SOURCE DATA:
--- START ---

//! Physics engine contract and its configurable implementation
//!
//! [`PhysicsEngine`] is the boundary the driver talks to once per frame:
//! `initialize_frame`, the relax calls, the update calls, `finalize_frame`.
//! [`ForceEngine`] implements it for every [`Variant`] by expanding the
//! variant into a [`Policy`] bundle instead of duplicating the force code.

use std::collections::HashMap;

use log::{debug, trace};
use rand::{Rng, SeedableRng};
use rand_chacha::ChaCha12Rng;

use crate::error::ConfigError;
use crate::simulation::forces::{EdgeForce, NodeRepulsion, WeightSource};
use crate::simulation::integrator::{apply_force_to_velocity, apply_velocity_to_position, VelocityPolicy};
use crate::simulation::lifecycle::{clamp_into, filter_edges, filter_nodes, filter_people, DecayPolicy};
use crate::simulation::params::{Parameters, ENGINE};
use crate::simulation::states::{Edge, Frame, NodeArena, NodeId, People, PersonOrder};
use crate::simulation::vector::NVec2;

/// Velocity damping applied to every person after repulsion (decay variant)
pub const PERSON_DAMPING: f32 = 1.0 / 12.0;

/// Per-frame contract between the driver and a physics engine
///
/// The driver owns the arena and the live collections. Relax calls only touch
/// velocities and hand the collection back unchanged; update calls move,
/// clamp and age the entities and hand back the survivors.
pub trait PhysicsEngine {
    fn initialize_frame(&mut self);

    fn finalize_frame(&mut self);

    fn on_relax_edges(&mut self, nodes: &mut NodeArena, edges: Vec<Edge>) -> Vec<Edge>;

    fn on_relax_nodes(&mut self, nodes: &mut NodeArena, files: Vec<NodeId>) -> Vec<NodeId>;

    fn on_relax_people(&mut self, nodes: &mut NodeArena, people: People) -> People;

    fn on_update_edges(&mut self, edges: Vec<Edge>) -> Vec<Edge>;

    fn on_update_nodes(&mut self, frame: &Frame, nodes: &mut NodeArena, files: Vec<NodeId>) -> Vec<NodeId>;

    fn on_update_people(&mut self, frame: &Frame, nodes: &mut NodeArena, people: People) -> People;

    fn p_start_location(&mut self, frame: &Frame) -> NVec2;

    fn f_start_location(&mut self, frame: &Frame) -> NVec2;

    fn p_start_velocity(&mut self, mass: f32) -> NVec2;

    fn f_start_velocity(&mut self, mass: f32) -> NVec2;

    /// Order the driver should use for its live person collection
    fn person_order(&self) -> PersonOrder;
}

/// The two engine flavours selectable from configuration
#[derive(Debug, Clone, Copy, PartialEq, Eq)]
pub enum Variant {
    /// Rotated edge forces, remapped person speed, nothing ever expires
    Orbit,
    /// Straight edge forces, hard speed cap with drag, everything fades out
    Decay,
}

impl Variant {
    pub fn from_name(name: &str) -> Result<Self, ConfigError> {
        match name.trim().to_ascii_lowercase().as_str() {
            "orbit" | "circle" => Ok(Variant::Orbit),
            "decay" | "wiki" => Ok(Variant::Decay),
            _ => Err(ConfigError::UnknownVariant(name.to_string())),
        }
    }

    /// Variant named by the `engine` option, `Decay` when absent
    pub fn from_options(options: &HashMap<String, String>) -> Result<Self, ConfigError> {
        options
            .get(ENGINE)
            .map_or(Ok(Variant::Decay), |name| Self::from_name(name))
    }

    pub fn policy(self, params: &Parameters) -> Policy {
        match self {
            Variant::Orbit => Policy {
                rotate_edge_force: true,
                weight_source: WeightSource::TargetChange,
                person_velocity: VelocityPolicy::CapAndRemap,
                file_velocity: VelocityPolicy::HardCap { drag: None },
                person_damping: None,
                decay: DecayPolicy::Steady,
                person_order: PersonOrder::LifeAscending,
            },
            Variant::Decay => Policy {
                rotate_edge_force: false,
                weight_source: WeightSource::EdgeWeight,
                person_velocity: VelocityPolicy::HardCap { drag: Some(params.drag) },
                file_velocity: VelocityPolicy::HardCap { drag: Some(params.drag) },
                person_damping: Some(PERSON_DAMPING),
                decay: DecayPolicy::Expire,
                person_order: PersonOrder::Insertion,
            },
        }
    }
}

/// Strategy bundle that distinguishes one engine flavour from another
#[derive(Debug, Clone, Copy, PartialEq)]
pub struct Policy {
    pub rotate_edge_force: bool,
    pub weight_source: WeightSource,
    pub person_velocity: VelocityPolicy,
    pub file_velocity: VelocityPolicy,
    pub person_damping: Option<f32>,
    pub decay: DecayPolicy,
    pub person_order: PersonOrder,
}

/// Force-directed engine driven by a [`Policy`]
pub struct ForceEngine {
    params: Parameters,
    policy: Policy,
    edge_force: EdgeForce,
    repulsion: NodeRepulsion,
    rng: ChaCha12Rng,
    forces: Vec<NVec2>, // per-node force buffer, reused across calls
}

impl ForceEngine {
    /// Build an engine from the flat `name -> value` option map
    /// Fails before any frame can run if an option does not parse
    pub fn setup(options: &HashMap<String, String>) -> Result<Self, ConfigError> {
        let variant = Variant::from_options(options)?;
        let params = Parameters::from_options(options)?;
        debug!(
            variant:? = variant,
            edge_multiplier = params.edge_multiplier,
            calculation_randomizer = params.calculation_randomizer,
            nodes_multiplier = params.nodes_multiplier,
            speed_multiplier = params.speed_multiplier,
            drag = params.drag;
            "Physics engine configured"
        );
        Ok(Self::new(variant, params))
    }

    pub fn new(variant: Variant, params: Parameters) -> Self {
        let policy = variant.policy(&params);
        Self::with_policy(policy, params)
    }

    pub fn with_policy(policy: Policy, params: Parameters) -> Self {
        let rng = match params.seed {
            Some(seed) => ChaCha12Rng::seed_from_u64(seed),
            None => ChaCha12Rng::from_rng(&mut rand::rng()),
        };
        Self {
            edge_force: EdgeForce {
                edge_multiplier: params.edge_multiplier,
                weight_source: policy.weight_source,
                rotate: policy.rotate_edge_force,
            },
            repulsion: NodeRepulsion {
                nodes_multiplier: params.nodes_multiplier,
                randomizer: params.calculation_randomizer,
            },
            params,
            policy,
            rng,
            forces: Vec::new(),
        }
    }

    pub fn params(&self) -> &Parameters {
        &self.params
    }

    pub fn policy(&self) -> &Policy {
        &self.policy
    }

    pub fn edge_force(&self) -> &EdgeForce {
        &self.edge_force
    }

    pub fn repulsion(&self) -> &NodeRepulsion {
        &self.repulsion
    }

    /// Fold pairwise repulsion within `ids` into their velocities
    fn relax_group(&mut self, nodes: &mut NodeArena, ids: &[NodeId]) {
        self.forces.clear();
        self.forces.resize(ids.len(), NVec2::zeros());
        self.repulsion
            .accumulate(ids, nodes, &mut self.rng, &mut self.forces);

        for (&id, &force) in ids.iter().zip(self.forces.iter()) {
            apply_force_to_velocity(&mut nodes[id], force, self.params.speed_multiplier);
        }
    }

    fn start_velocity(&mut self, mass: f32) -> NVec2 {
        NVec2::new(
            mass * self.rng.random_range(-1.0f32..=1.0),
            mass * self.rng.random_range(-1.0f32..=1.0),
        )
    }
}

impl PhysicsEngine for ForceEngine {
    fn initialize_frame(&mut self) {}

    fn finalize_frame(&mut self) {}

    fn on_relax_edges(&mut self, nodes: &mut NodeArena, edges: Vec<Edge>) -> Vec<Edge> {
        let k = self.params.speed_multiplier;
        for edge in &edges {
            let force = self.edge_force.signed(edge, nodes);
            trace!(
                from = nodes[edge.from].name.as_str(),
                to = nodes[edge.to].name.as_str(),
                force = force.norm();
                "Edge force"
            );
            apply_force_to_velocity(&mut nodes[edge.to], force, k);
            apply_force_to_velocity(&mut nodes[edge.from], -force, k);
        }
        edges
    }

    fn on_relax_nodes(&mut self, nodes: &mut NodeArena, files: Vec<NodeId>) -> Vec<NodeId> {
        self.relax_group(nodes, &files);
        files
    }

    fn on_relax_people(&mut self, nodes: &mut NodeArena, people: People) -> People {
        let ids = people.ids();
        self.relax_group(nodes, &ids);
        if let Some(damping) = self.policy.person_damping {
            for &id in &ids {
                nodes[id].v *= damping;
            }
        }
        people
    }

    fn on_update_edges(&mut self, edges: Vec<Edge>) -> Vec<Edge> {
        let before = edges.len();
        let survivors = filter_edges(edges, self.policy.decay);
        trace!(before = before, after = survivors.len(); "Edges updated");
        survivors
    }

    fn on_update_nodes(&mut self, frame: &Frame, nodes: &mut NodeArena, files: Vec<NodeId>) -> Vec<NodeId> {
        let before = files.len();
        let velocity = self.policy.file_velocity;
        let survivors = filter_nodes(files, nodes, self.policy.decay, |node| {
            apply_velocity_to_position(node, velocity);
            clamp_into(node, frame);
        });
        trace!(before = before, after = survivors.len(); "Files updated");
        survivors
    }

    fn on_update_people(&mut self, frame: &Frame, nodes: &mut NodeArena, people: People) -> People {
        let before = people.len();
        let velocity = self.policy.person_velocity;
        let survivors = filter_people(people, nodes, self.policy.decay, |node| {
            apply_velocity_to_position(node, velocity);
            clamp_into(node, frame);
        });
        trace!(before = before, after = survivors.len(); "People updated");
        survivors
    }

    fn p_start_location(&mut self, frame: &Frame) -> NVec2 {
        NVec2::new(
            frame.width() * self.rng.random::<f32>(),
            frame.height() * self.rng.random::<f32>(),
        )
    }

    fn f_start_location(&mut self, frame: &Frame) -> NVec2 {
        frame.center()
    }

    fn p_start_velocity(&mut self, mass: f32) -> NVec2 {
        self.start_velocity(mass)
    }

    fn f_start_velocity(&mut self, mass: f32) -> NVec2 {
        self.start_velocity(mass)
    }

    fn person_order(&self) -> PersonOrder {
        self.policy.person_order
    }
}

--- END ---

REQUIRED ACTION:
In the material above, find each line containing the word "driver" and copy it.

OUTPUT OF THE TASK:
//! [`PhysicsEngine`] is the boundary the driver talks to once per frame:
/// Per-frame contract between the driver and a physics engine
/// The driver owns the arena and the live collections. Relax calls only touch
    /// Order the driver should use for its live person collection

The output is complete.